脂氧素和阿司匹林在 KSHV 潜伏期和发病机制中触发脂氧素

• 批准号: 9352789
• 负责人: Neelam Sharma-Walia
• 金额: $ 35.69万
• 依托单位: ROSALIND FRANKLIN UNIV OF MEDICINE & SCI
• 依托单位国家: 美国
• 财政年份: 2016
• 资助国家: 美国
• 起止时间: 2016-09-15 至 2021-08-31
• 项目状态: 已结题
• 来源: https://reporter.nih.gov/project-details/9352789
• 关键词: Acetylation; Adverse effects; Angiogenic Factor; Anti-Inflammatory Agents; Anti-inflammatory; Antiviral Agents; Arachidonate 5-Lipoxygenase; Arachidonic Acids; Ascites; Aspirin; Attenuated; B-Cell Lymphomas; B-Lymphocytes; Biology; Cardiovascular system; Cell Death; Cell Line; Cell Proliferation; Cell Survival; Cell model; Cells; Chromatin; Clinical Management; DNA biosynthesis; Dinoprostone; Dose; Drug resistance; Endothelial Cells; Epigenetic Process; Etiology; FPR2 gene; FRAP1 gene; Gene Expression; Genetic Transcription; Goals; HIV; HIV-1; Herpesviridae Infections; Human; Human Herpesvirus 8; Immune response; Immunocompromised Host; In Vitro; Inflammatory; Kaposi Sarcoma; Knowledge; Lead; Lesion; Life Cycle Stages; Link; Lipids; Lipoxin Receptors; Lipoxins; Lipoxygenase; Lipoxygenase Inhibitors; Lytic; Lytic Phase; MAPK3 gene; Malignant Neoplasms; Mediating; Morbidity - disease rate; Multicentric Angiofollicular Lymphoid Hyperplasia; NOD/SCID mouse; PTGS2 gene; Pathogenesis; Pathway interactions; Patients; Persons; Phosphotransferases; Prevention; Protein Tyrosine Kinase; Proto-Oncogene Proteins c-akt; Regulation; Resolution; Role; Scheme; Second Primary Cancers; Signal Pathway; Signal Transduction; Testing; Therapeutic; Time; Tumorigenicity; Viral; Viral Genome; Viral Load result; Virus Latency; analog; base; cancer cell; cell immortalization; cohesin; cyclooxygenase 2; cytokine; cytotoxic; design; effective therapy; efficacy testing; effusion; immortalized cell; in vivo; innovation; latent gene expression; lipoxin A4; lipoxin B4; mortality; mouse model; novel; primary effusion lymphoma; public health relevance; receptor; small molecule; targeted treatment; transcription factor; treatment strategy; tumor; tumorigenic

 DESCRIPTION (provided by applicant): Kaposi's sarcoma-associated herpesvirus (KSHV) is the causative agent of Kaposi's sarcoma (KS), B cell lymphoproliferative primary effusion lymphoma (PEL) and multicentric Castleman's disease.
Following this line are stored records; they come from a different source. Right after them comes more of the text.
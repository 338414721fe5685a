//! Screen capture using `scrap`
//!
//! Polls the display at a fixed rate on a dedicated thread. The capturer is
//! created on that thread because platform capture handles are not `Send`.
//! scrap reports no frame while the screen is unchanged, so the last frame is
//! sent again every frame interval to keep the video track flowing.

use super::channel::CaptureSender;
use super::sample::{SampleBuffer, TrackKind};
use super::traits::{CaptureError, CaptureResult, CaptureSource, DisplayInfo};
use async_trait::async_trait;
use scrap::{Capturer, Display};
use std::io::ErrorKind;
use std::sync::atomic::{AtomicBool, Ordering};
use std::sync::Arc;
use std::thread::JoinHandle;
use std::time::{Duration, Instant};
use tokio::sync::oneshot;

/// Get list of available displays
pub fn get_displays() -> Vec<DisplayInfo> {
    let displays = match Display::all() {
        Ok(displays) => displays,
        Err(e) => {
            tracing::warn!("Failed to enumerate displays: {}", e);
            return Vec::new();
        }
    };

    displays
        .iter()
        .enumerate()
        .map(|(index, display)| DisplayInfo {
            id: index as u32,
            name: if index == 0 {
                "Main Display".to_string()
            } else {
                format!("Display {}", index + 1)
            },
            width: display.width() as u32,
            height: display.height() as u32,
            is_primary: index == 0,
        })
        .collect()
}

/// Display capture source
pub struct DisplayCaptureSource {
    id: String,
    display_index: usize,
    fps: u32,
    running: Arc<AtomicBool>,
    handle: Option<JoinHandle<()>>,
}

impl DisplayCaptureSource {
    pub fn new(display_index: usize, fps: u32) -> Self {
        Self {
            id: format!("display-{}", display_index),
            display_index,
            fps: fps.max(1),
            running: Arc::new(AtomicBool::new(false)),
            handle: None,
        }
    }
}

/// Copy a strided BGRA frame into a tightly packed buffer
fn pack_rows(frame: &[u8], width: usize, height: usize) -> Vec<u8> {
    let row_bytes = width * 4;
    if height == 0 {
        return Vec::new();
    }
    let stride = frame.len() / height;
    if stride == row_bytes {
        return frame.to_vec();
    }
    let mut packed = Vec::with_capacity(row_bytes * height);
    for row in frame.chunks(stride).take(height) {
        packed.extend_from_slice(&row[..row_bytes.min(row.len())]);
    }
    packed
}

/// Last frame handed to the channel
struct LastFrame {
    data: Vec<u8>,
    sent_at: Instant,
}

impl LastFrame {
    /// Copy of the frame if a frame interval passed since it was last sent
    fn repeat(&mut self, now: Instant, interval: Duration) -> Option<Vec<u8>> {
        if now.saturating_duration_since(self.sent_at) < interval {
            return None;
        }
        self.sent_at = now;
        Some(self.data.clone())
    }
}

fn capture_loop(
    display_index: usize,
    fps: u32,
    running: Arc<AtomicBool>,
    sender: CaptureSender,
    ready: oneshot::Sender<CaptureResult<()>>,
    source_id: String,
) {
    let display = match Display::all().map(|all| all.into_iter().nth(display_index)) {
        Ok(Some(display)) => display,
        Ok(None) => {
            let _ = ready.send(Err(CaptureError::DeviceNotFound(format!(
                "display {}",
                display_index
            ))));
            return;
        }
        Err(e) => {
            let _ = ready.send(Err(CaptureError::Io(e)));
            return;
        }
    };

    let mut capturer = match Capturer::new(display) {
        Ok(capturer) => capturer,
        Err(e) => {
            let _ = ready.send(Err(CaptureError::Io(e)));
            return;
        }
    };
    let _ = ready.send(Ok(()));

    let width = capturer.width();
    let height = capturer.height();
    let frame_interval = Duration::from_secs_f64(1.0 / fps as f64);
    let clock = sender.clock();
    let mut frame_count = 0u64;
    let mut repeated = 0u64;
    let mut last_frame: Option<LastFrame> = None;

    while running.load(Ordering::SeqCst) && !sender.is_closed() {
        let frame_start = Instant::now();

        match capturer.frame() {
            Ok(frame) => {
                let data = pack_rows(&frame, width, height);
                let sample = SampleBuffer::video(
                    clock.timestamp(frame_start),
                    frame_interval,
                    width as u32,
                    height as u32,
                    data.clone(),
                );
                sender.deliver(sample);
                last_frame = Some(LastFrame {
                    data,
                    sent_at: frame_start,
                });
                frame_count += 1;
            }
            Err(e) if e.kind() == ErrorKind::WouldBlock => {
                let now = Instant::now();
                let Some(data) = last_frame.as_mut().and_then(|last| last.repeat(now, frame_interval)) else {
                    std::thread::sleep(Duration::from_millis(1));
                    continue;
                };
                sender.deliver(SampleBuffer::video(
                    clock.timestamp(now),
                    frame_interval,
                    width as u32,
                    height as u32,
                    data,
                ));
                repeated += 1;
            }
            Err(e) => {
                sender.fail(&source_id, CaptureError::Io(e));
                break;
            }
        }

        if let Some(sleep_time) = frame_interval.checked_sub(frame_start.elapsed()) {
            std::thread::sleep(sleep_time);
        }
    }

    tracing::info!(
        "Display capture stopped. Captured {} frames, repeated {} while idle",
        frame_count,
        repeated
    );
}

#[async_trait]
impl CaptureSource for DisplayCaptureSource {
    fn id(&self) -> &str {
        &self.id
    }

    fn kind(&self) -> TrackKind {
        TrackKind::Video
    }

    fn has_permission(&self) -> bool {
        super::traits::has_screen_recording_permission()
    }

    fn request_permission(&self) -> bool {
        super::traits::request_screen_recording_permission()
    }

    async fn start(&mut self, sender: CaptureSender) -> CaptureResult<()> {
        if self.running.load(Ordering::SeqCst) {
            return Err(CaptureError::AlreadyCapturing);
        }
        if !self.has_permission() {
            return Err(CaptureError::PermissionDenied(
                "Screen recording permission not granted".to_string(),
            ));
        }

        self.running.store(true, Ordering::SeqCst);

        let (ready_tx, ready_rx) = oneshot::channel();
        let running = self.running.clone();
        let display_index = self.display_index;
        let fps = self.fps;
        let source_id = self.id.clone();

        let handle = std::thread::Builder::new()
            .name(self.id.clone())
            .spawn(move || capture_loop(display_index, fps, running, sender, ready_tx, source_id))?;

        let ready = ready_rx
            .await
            .unwrap_or_else(|_| Err(CaptureError::Failed("capture thread exited".to_string())));
        if let Err(e) = ready {
            self.running.store(false, Ordering::SeqCst);
            let _ = handle.join();
            return Err(e);
        }

        self.handle = Some(handle);
        tracing::info!("Display capture started for display {} at {}fps", self.display_index, self.fps);
        Ok(())
    }

    async fn stop(&mut self) -> CaptureResult<()> {
        if !self.running.swap(false, Ordering::SeqCst) {
            return Err(CaptureError::NotCapturing);
        }

        if let Some(handle) = self.handle.take() {
            let _ = tokio::task::spawn_blocking(move || handle.join()).await;
        }

        Ok(())
    }

    fn is_running(&self) -> bool {
        self.running.load(Ordering::SeqCst)
    }
}
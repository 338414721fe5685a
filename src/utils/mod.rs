//! Shared utilities

pub mod error;
pub mod fs;
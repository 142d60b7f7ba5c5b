//! Curio - Interactive Shell
//!
//! Loads a scene manifest and lets you drive the examination engine from
//! the terminal: aim at objects, click, drag, go back, and let time pass.

use curio::core::error::Result;
use curio::core::types::{InteractableId, Pose, Seconds};
use curio::interaction::{FrameInput, InteractionController, InteractionEvent};
use curio::ui::HudState;
use curio::world::{load_scene_with_config, Scene};
use clap::Parser;
use glam::Vec2;
use std::io::{self, Write};
use std::path::PathBuf;
use tracing_subscriber::EnvFilter;

/// Interactive item examination shell
#[derive(Parser, Debug)]
#[command(name = "curio")]
#[command(about = "Aim at objects, examine them, and collect items")]
struct Args {
    /// Scene manifest to load
    #[arg(long, default_value = "data/scenes/study.toml")]
    scene: PathBuf,

    /// Optional config file merged over the manifest's [config] table
    #[arg(long)]
    config: Option<PathBuf>,

    /// Simulation ticks per second
    #[arg(long, default_value_t = 60)]
    tick_rate: u32,
}

fn main() -> Result<()> {
    tracing_subscriber::fmt()
        .with_env_filter(
            EnvFilter::try_from_default_env().unwrap_or_else(|_| EnvFilter::new("curio=info")),
        )
        .init();

    let args = Args::parse();
    let loaded = load_scene_with_config(&args.scene, args.config.as_deref())?;
    let eye = loaded.eye;
    let mut scene = loaded.scene;
    let mut controller = InteractionController::new(loaded.config, HudState::new(), loaded.audio);
    let mut viewer = Pose::at(eye);
    let dt: Seconds = 1.0 / args.tick_rate.max(1) as f32;

    println!("\n=== CURIO ===");
    println!("Loaded {} with {} objects", args.scene.display(), scene.len());
    println!();
    println!("Commands:");
    println!("  look <name>     - Turn to face an object");
    println!("  click           - Primary button (examine)");
    println!("  drag <dx> <dy>  - Hold primary and move the pointer (rotate)");
    println!("  back            - Secondary button (finish examining)");
    println!("  wait <secs>     - Let time pass");
    println!("  inv             - Show inventory");
    println!("  status / s      - Show HUD and session state");
    println!("  reset           - Abandon the current session");
    println!("  quit / q        - Exit");
    println!();

    loop {
        print!("> ");
        io::stdout().flush()?;

        let mut line = String::new();
        if io::stdin().read_line(&mut line)? == 0 {
            break;
        }
        let words: Vec<&str> = line.split_whitespace().collect();

        match words.as_slice() {
            [] => continue,
            ["quit"] | ["q"] => break,
            ["look", name] => match scene.by_name(name) {
                Some(object) => {
                    viewer = Pose::looking_at(eye, object.pose.position);
                    step(&mut controller, &mut scene, &viewer, FrameInput::idle(dt));
                }
                None => println!("Nothing called '{}' here", name),
            },
            ["click"] => step(&mut controller, &mut scene, &viewer, FrameInput::click(dt)),
            ["drag", dx, dy] => match (dx.parse::<f32>(), dy.parse::<f32>()) {
                (Ok(dx), Ok(dy)) => step(
                    &mut controller,
                    &mut scene,
                    &viewer,
                    FrameInput::drag(dt, Vec2::new(dx, dy)),
                ),
                _ => println!("Usage: drag <dx> <dy>"),
            },
            ["back"] => step(&mut controller, &mut scene, &viewer, FrameInput::back(dt)),
            ["wait", secs] => match secs.parse::<f32>() {
                Ok(secs) => {
                    let ticks = (secs / dt).ceil() as u32;
                    for _ in 0..ticks {
                        step(&mut controller, &mut scene, &viewer, FrameInput::idle(dt));
                    }
                    println!("t = {:.2}s", controller.now());
                }
                Err(_) => println!("Usage: wait <secs>"),
            },
            ["inv"] => {
                if controller.inventory().is_empty() {
                    println!("Inventory is empty");
                }
                for (slot, item) in controller.inventory().items().iter().enumerate() {
                    println!("  [{}] {}", slot, item.name);
                }
            }
            ["status"] | ["s"] => display_status(&controller, &scene),
            ["reset"] => {
                if !controller.reset(&mut scene) {
                    println!("Not examining anything");
                }
            }
            _ => println!("Unknown command. Available: look, click, drag, back, wait, inv, status, reset, quit"),
        }
    }

    println!("\nGoodbye! Collected {} item(s).", controller.inventory().len());
    Ok(())
}

/// Run one tick and print what happened
fn step(controller: &mut InteractionController, scene: &mut Scene, viewer: &Pose, input: FrameInput) {
    for event in controller.tick(scene, viewer, &input) {
        println!("  * {}", describe(&event, scene));
    }
}

fn describe(event: &InteractionEvent, scene: &Scene) -> String {
    let name = |id: InteractableId| {
        scene
            .get(id)
            .map(|object| object.name.clone())
            .unwrap_or_else(|| format!("{:?}", id))
    };
    match event {
        InteractionEvent::Interacted { interactable } => format!("used {}", name(*interactable)),
        InteractionEvent::BeginView { interactable, .. } => {
            format!("examining {}", name(*interactable))
        }
        InteractionEvent::Substituted { interactable, rule, .. } => {
            format!("{} changed ({})", name(*interactable), rule)
        }
        InteractionEvent::ItemCollected { interactable, .. } => {
            format!("collected {}", name(*interactable))
        }
        InteractionEvent::FinishView { interactable } => format!("done with {}", name(*interactable)),
    }
}

fn display_status(controller: &InteractionController, scene: &Scene) {
    let hud = controller.hud();
    println!("t = {:.2}s", controller.now());
    match controller.session() {
        Some(session) => {
            println!(
                "Examining {} ({}), can finish: {}",
                session.item.name,
                scene
                    .get(session.interactable)
                    .map(|o| o.name.as_str())
                    .unwrap_or("?"),
                session.can_finish
            );
        }
        None => println!("Looking around"),
    }
    println!("  hand cursor: {}", hud.hand_cursor);
    if !hud.caption.is_empty() {
        println!("  caption: {}", hud.caption);
    }
    if let Some(image) = hud.image {
        println!("  image: {:?}", image);
    }
    if hud.back_visible {
        println!("  [back]");
    }
    for toast in &hud.toasts {
        println!("  note: {}", toast);
    }
    if !controller.animator().is_empty() {
        println!("  {} object(s) in motion", controller.animator().len());
    }
}
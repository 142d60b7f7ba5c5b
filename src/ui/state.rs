//! Headless HUD state
//!
//! Mirrors what an on-screen HUD would show and keeps a log of every
//! presentation call, so the shell can print it and tests can assert on it.

use super::Presentation;
use crate::core::types::{ItemId, SpriteId};
use crate::items::{Item, ItemRef};
use std::collections::VecDeque;

/// Maximum collect messages to keep
const MAX_TOASTS: usize = 8;

/// A presentation call as it was received
#[derive(Debug, Clone, PartialEq)]
pub enum HudCall {
    HoverCursor(bool),
    Caption(String),
    Image(Option<SpriteId>),
    BackAffordance(bool),
    InventorySlot { item: ItemId, index: usize },
    InventoryRefresh(Vec<ItemId>),
}

/// One drawn inventory slot
#[derive(Debug, Clone, PartialEq)]
pub struct InventorySlot {
    pub item: ItemId,
    pub name: String,
    pub icon: Option<SpriteId>,
}

impl InventorySlot {
    fn from_item(item: &Item) -> Self {
        Self {
            item: item.id,
            name: item.name.clone(),
            icon: item.icon,
        }
    }
}

/// HUD state
#[derive(Debug, Default)]
pub struct HudState {
    /// Whether the hand cursor is showing
    pub hand_cursor: bool,
    /// Current caption line
    pub caption: String,
    /// Picture of the item being examined
    pub image: Option<SpriteId>,
    /// Whether the "back" prompt is showing
    pub back_visible: bool,
    /// Inventory slots in display order
    pub slots: Vec<InventorySlot>,
    /// Recent collect messages, oldest first
    pub toasts: VecDeque<String>,
    calls: Vec<HudCall>,
}

impl HudState {
    pub fn new() -> Self {
        Self::default()
    }

    /// Every call received so far, oldest first
    pub fn calls(&self) -> &[HudCall] {
        &self.calls
    }

    /// Forget recorded calls (state is kept)
    pub fn clear_calls(&mut self) {
        self.calls.clear();
    }

    fn toast(&mut self, message: &str) {
        if message.is_empty() {
            return;
        }
        if self.toasts.len() >= MAX_TOASTS {
            self.toasts.pop_front();
        }
        self.toasts.push_back(message.to_string());
    }
}

impl Presentation for HudState {
    fn set_hover_cursor(&mut self, visible: bool) {
        self.hand_cursor = visible;
        self.calls.push(HudCall::HoverCursor(visible));
    }

    fn set_caption_text(&mut self, text: &str) {
        self.caption = text.to_string();
        self.calls.push(HudCall::Caption(text.to_string()));
    }

    fn set_item_image(&mut self, image: Option<SpriteId>) {
        self.image = image;
        self.calls.push(HudCall::Image(image));
    }

    fn set_back_affordance(&mut self, visible: bool) {
        self.back_visible = visible;
        if !visible {
            self.image = None;
        }
        self.calls.push(HudCall::BackAffordance(visible));
    }

    fn notify_inventory_slot(&mut self, item: &Item, index: usize) {
        let slot = InventorySlot::from_item(item);
        if index < self.slots.len() {
            self.slots[index] = slot;
        } else {
            self.slots.push(slot);
        }
        self.toast(&item.collect_message);
        self.calls.push(HudCall::InventorySlot {
            item: item.id,
            index,
        });
    }

    fn refresh_inventory(&mut self, items: &[ItemRef]) {
        self.slots = items.iter().map(|item| InventorySlot::from_item(item)).collect();
        self.calls
            .push(HudCall::InventoryRefresh(items.iter().map(|item| item.id).collect()));
    }
}

#[cfg(test)]
mod tests {
    use super::*;
    use crate::items::fixtures::item;
    use std::sync::Arc;

    #[test]
    fn test_hiding_back_hides_image() {
        let mut hud = HudState::new();
        hud.set_item_image(Some(SpriteId(7)));
        hud.set_back_affordance(true);
        assert_eq!(hud.image, Some(SpriteId(7)));

        hud.set_back_affordance(false);
        assert!(!hud.back_visible);
        assert_eq!(hud.image, None);
    }

    #[test]
    fn test_slot_notification_fills_slot_and_toasts() {
        let mut hud = HudState::new();
        let mut key = item(1, "key");
        key.collect_message = "Picked up a key".to_string();
        key.icon = Some(SpriteId(11));

        hud.notify_inventory_slot(&key, 0);

        assert_eq!(hud.slots.len(), 1);
        assert_eq!(hud.slots[0].icon, Some(SpriteId(11)));
        assert_eq!(hud.toasts.back().map(String::as_str), Some("Picked up a key"));
        assert_eq!(
            hud.calls(),
            &[HudCall::InventorySlot {
                item: ItemId(1),
                index: 0
            }]
        );
    }

    #[test]
    fn test_refresh_replaces_all_slots() {
        let mut hud = HudState::new();
        hud.notify_inventory_slot(&item(1, "a"), 0);
        hud.notify_inventory_slot(&item(2, "b"), 1);

        hud.refresh_inventory(&[Arc::new(item(2, "b"))]);

        assert_eq!(hud.slots.len(), 1);
        assert_eq!(hud.slots[0].item, ItemId(2));
    }

    #[test]
    fn test_toasts_are_bounded() {
        let mut hud = HudState::new();
        for id in 0..(MAX_TOASTS as u32 + 3) {
            let mut it = item(id, "note");
            it.collect_message = format!("note {id}");
            hud.notify_inventory_slot(&it, id as usize);
        }
        assert_eq!(hud.toasts.len(), MAX_TOASTS);
        assert_eq!(hud.toasts.front().map(String::as_str), Some("note 3"));
    }
}
//! Inventory ledger
//!
//! Ordered, duplicate-free list of collected items. Insertion order is
//! display order. Adds notify the presentation incrementally (one slot),
//! removals trigger a full refresh.

use crate::core::types::ItemId;
use crate::items::{Item, ItemRef};
use crate::ui::Presentation;

#[derive(Debug, Default, Clone)]
pub struct Inventory {
    items: Vec<ItemRef>,
}

impl Inventory {
    pub fn new() -> Self {
        Self::default()
    }

    /// Append `item` unless it is already held. Returns true if it was added.
    pub fn add_item<P: Presentation + ?Sized>(&mut self, item: &ItemRef, hud: &mut P) -> bool {
        if self.contains(item) {
            return false;
        }

        let index = self.items.len();
        hud.notify_inventory_slot(item, index);
        self.items.push(ItemRef::clone(item));
        tracing::info!("Collected '{}' into slot {}", item.name, index);
        true
    }

    /// Remove `item` if held. Returns true if it was removed.
    pub fn remove_item<P: Presentation + ?Sized>(&mut self, item: &Item, hud: &mut P) -> bool {
        let Some(index) = self.position(item.id) else {
            return false;
        };

        self.items.remove(index);
        hud.refresh_inventory(&self.items);
        tracing::info!("Removed '{}' from inventory", item.name);
        true
    }

    pub fn contains(&self, item: &Item) -> bool {
        self.position(item.id).is_some()
    }

    pub fn contains_id(&self, id: ItemId) -> bool {
        self.position(id).is_some()
    }

    fn position(&self, id: ItemId) -> Option<usize> {
        self.items.iter().position(|held| held.id == id)
    }

    /// Held items in display order
    pub fn items(&self) -> &[ItemRef] {
        &self.items
    }

    pub fn len(&self) -> usize {
        self.items.len()
    }

    pub fn is_empty(&self) -> bool {
        self.items.is_empty()
    }
}
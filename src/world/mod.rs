//! Interactables, scene storage, and probing

pub mod interactable;
pub mod loader;
pub mod probe;
pub mod scene;

pub use interactable::{Interactable, ItemBinding, SubstitutionRule};
pub use loader::{load_scene, load_scene_with_config, LoadedScene, SceneManifest, DEFAULT_EYE};
pub use probe::{HitTarget, Probe, ProbeHit};
pub use scene::{Obstacle, Scene};
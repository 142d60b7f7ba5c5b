use crate::core::types::{ClipId, InteractableId, ItemId};
use thiserror::Error;

#[derive(Error, Debug)]
pub enum CurioError {
    #[error("Item not found: {0:?}")]
    ItemNotFound(ItemId),

    #[error("Audio clip not found: {0:?}")]
    ClipNotFound(ClipId),

    #[error("Duplicate {kind} id {id}")]
    DuplicateId { kind: &'static str, id: u32 },

    #[error("Interactable {0:?} already had its item substituted")]
    AlreadyResolved(InteractableId),

    #[error("Interactable {0:?} has no item to substitute")]
    NoItemBound(InteractableId),

    #[error("Invalid configuration: {0}")]
    InvalidConfig(String),

    #[error("IO error: {0}")]
    IoError(#[from] std::io::Error),

    #[error("TOML parse error: {0}")]
    TomlError(#[from] toml::de::Error),
}

pub type Result<T> = std::result::Result<T, CurioError>;
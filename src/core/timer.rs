//! Typed one-shot timers advanced by the tick driver
//!
//! A timer is scheduled with a relative delay and a payload. Each call to
//! [`Timers::advance`] moves the clock forward and hands back the payloads
//! whose deadline has been reached, earliest first. Timers can be cancelled
//! through the handle returned at scheduling time.
//!
//! The clock accumulates in `f64` so deadlines stay exact over long sessions;
//! callers still deal in `Seconds`.

use crate::core::types::Seconds;

/// Handle to a scheduled timer, used for cancellation
#[derive(Debug, Clone, Copy, PartialEq, Eq, Hash)]
pub struct TimerHandle(u64);

#[derive(Debug, Clone)]
struct Pending<T> {
    handle: TimerHandle,
    fire_at: f64,
    payload: T,
}

/// One-shot timer queue
#[derive(Debug, Clone)]
pub struct Timers<T> {
    now: f64,
    next_handle: u64,
    pending: Vec<Pending<T>>,
}

impl<T> Timers<T> {
    pub fn new() -> Self {
        Self {
            now: 0.0,
            next_handle: 0,
            pending: Vec::new(),
        }
    }

    /// Current clock value
    pub fn now(&self) -> Seconds {
        self.now as Seconds
    }

    /// Schedule `payload` to fire `delay` seconds from now
    pub fn schedule(&mut self, delay: Seconds, payload: T) -> TimerHandle {
        let handle = TimerHandle(self.next_handle);
        self.next_handle += 1;
        self.pending.push(Pending {
            handle,
            fire_at: self.now + f64::from(delay.max(0.0)),
            payload,
        });
        handle
    }

    /// Cancel a pending timer. Returns false if it already fired or was cancelled.
    pub fn cancel(&mut self, handle: TimerHandle) -> bool {
        let before = self.pending.len();
        self.pending.retain(|p| p.handle != handle);
        self.pending.len() != before
    }

    pub fn is_pending(&self, handle: TimerHandle) -> bool {
        self.pending.iter().any(|p| p.handle == handle)
    }

    pub fn len(&self) -> usize {
        self.pending.len()
    }

    pub fn is_empty(&self) -> bool {
        self.pending.is_empty()
    }

    /// Advance the clock and drain every timer that is now due
    pub fn advance(&mut self, dt: Seconds) -> Vec<T> {
        self.now += f64::from(dt.max(0.0));
        let now = self.now;

        let (mut due, waiting): (Vec<_>, Vec<_>) =
            self.pending.drain(..).partition(|p| p.fire_at <= now);
        self.pending = waiting;

        // Earliest deadline first, scheduling order breaks ties
        due.sort_by(|a, b| {
            a.fire_at
                .total_cmp(&b.fire_at)
                .then(a.handle.0.cmp(&b.handle.0))
        });
        due.into_iter().map(|p| p.payload).collect()
    }
}

impl<T> Default for Timers<T> {
    fn default() -> Self {
        Self::new()
    }
}
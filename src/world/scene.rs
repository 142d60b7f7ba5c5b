//! Scene storage and probe queries

use crate::core::error::{CurioError, Result};
use crate::core::types::InteractableId;
use crate::world::interactable::Interactable;
use crate::world::probe::{ray_sphere, HitTarget, Probe, ProbeHit};
use ahash::AHashMap;
use glam::Vec3;
use ordered_float::OrderedFloat;

/// Static, non-interactable geometry that still blocks the probe
#[derive(Debug, Clone, Copy, PartialEq)]
pub struct Obstacle {
    pub center: Vec3,
    pub radius: f32,
}

/// Every interactable and obstacle in the loaded scene
#[derive(Debug, Default)]
pub struct Scene {
    interactables: AHashMap<InteractableId, Interactable>,
    obstacles: Vec<Obstacle>,
}

impl Scene {
    pub fn new() -> Self {
        Self::default()
    }

    /// Add an interactable. Ids must be unique.
    pub fn add(&mut self, interactable: Interactable) -> Result<()> {
        if self.interactables.contains_key(&interactable.id) {
            return Err(CurioError::DuplicateId {
                kind: "interactable",
                id: interactable.id.0,
            });
        }
        self.interactables.insert(interactable.id, interactable);
        Ok(())
    }

    pub fn add_obstacle(&mut self, obstacle: Obstacle) {
        self.obstacles.push(obstacle);
    }

    pub fn get(&self, id: InteractableId) -> Option<&Interactable> {
        self.interactables.get(&id)
    }

    pub fn get_mut(&mut self, id: InteractableId) -> Option<&mut Interactable> {
        self.interactables.get_mut(&id)
    }

    pub fn by_name(&self, name: &str) -> Option<&Interactable> {
        self.interactables.values().find(|i| i.name == name)
    }

    /// Interactables ordered by id
    pub fn sorted(&self) -> Vec<&Interactable> {
        let mut all: Vec<_> = self.interactables.values().collect();
        all.sort_by_key(|i| i.id);
        all
    }

    pub fn obstacles(&self) -> &[Obstacle] {
        &self.obstacles
    }

    pub fn len(&self) -> usize {
        self.interactables.len()
    }

    pub fn is_empty(&self) -> bool {
        self.interactables.is_empty()
    }
}

impl Probe for Scene {
    fn cast(&self, origin: Vec3, direction: Vec3, max_distance: f32) -> Option<ProbeHit> {
        let direction = direction.try_normalize()?;

        let interactables = self.interactables.values().filter_map(|i| {
            ray_sphere(origin, direction, i.pose.position, i.radius)
                .map(|t| (t, HitTarget::Interactable(i.id)))
        });
        let obstacles = self.obstacles.iter().enumerate().filter_map(|(idx, o)| {
            ray_sphere(origin, direction, o.center, o.radius).map(|t| (t, HitTarget::Obstacle(idx)))
        });

        interactables
            .chain(obstacles)
            .filter(|(t, _)| *t <= max_distance)
            .min_by_key(|(t, _)| OrderedFloat(*t))
            .map(|(distance, target)| ProbeHit {
                target,
                point: origin + direction * distance,
                distance,
            })
    }
}

#[cfg(test)]
mod tests {
    use super::*;
    use crate::core::types::Pose;

    fn ball(id: u32, name: &str, pos: Vec3) -> Interactable {
        Interactable::new(InteractableId(id), name, Pose::at(pos), 0.25, None)
    }

    #[test]
    fn test_add_and_get() {
        let mut scene = Scene::new();
        scene.add(ball(1, "cup", Vec3::ZERO)).unwrap();

        assert_eq!(scene.get(InteractableId(1)).unwrap().name, "cup");
        assert!(scene.by_name("cup").is_some());
        assert!(scene.add(ball(1, "again", Vec3::ONE)).is_err());
    }

    #[test]
    fn test_nearest_hit_wins() {
        let mut scene = Scene::new();
        scene.add(ball(1, "far", Vec3::new(0.0, 0.0, -3.0))).unwrap();
        scene.add(ball(2, "near", Vec3::new(0.0, 0.0, -1.0))).unwrap();

        let hit = scene.cast(Vec3::ZERO, Vec3::NEG_Z, 10.0).unwrap();
        assert_eq!(hit.target, HitTarget::Interactable(InteractableId(2)));
        assert!((hit.distance - 0.75).abs() < 1e-5);
    }

    #[test]
    fn test_obstacle_occludes_interactable() {
        let mut scene = Scene::new();
        scene.add(ball(1, "behind", Vec3::new(0.0, 0.0, -3.0))).unwrap();
        scene.add_obstacle(Obstacle {
            center: Vec3::new(0.0, 0.0, -1.5),
            radius: 0.5,
        });

        let hit = scene.cast(Vec3::ZERO, Vec3::NEG_Z, 10.0).unwrap();
        assert_eq!(hit.target, HitTarget::Obstacle(0));
    }

    #[test]
    fn test_hits_beyond_range_are_ignored() {
        let mut scene = Scene::new();
        scene.add(ball(1, "distant", Vec3::new(0.0, 0.0, -5.0))).unwrap();

        assert!(scene.cast(Vec3::ZERO, Vec3::NEG_Z, 2.0).is_none());
    }

    #[test]
    fn test_sorted_orders_by_id() {
        let mut scene = Scene::new();
        scene.add(ball(3, "c", Vec3::ZERO)).unwrap();
        scene.add(ball(1, "a", Vec3::ZERO)).unwrap();
        scene.add(ball(2, "b", Vec3::ZERO)).unwrap();

        let names: Vec<_> = scene.sorted().iter().map(|i| i.name.as_str()).collect();
        assert_eq!(names, vec!["a", "b", "c"]);
    }
}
KSHV latent viral genome, latent viral gene expression, deregulated secretion of cytokines, and aggressive angiogenic factors are critical for KS, PEL and MCD. Current treatments for KS and PEL rely on less effective cytotoxic systemic chemotherapeutics developed for non-virus-associated cancers that target DNA replication of all dividing cells. These treatment approaches have multiple myelosuppressive side effects, especially in immunocompromised patients. Hence, there is a critical need to design safe anti-viral therapies that simultaneously target tumors and eradicate viral load. Our long-term goal is to evaluate the role of arachidonic acid pathways of the host in KSHV biology. Our exciting studies discovered that 1) KSHV infection, aside from hijacking proinflammatory cyclyoxygenase-2 and 5-lipoxygenase pathways, significantly reduces the secretion of anti-inflammatory lipoxin LXA4; 2) KSHV infected cells and human KS lesion cells express lipoxin receptor ALXR, and more importantly 3) Incubation of KSHV infected cells with stable small molecule analogs of LXA4s and aspirin triggered lipoxins significantly downregulate KSHV's latent gene expression and decreases the infected cell survival. From these novel observations, we hypothesize that anti-inflammatory lipoxins mediate adverse effects on KSHV latency while at the same time, KSHV strategically reduces lipoxin secretion to maintain its latency and the survival of latently infected cells. To test this hypothesis, we have formulated three specific aim in which we will decipher the links between lipoxins, KSHV life cycle, and pathogenesis. Since current prevention and treatment options for KS and PEL are inadequate, the studies to evaluate the role of less explored lipoxins, aspirin triggered lipoxins, and their targetable receptor ALXR in KSHV's latency and pathogenesis are expected to reveal new and innovative therapeutic approaches. Our studies are significant and will have a positive impact by advancing the unexplored field of anti-inflammatory lipoxins in KSHV biology, and understanding their antiviral and anticancer potential can also be applied to other viral malignancies.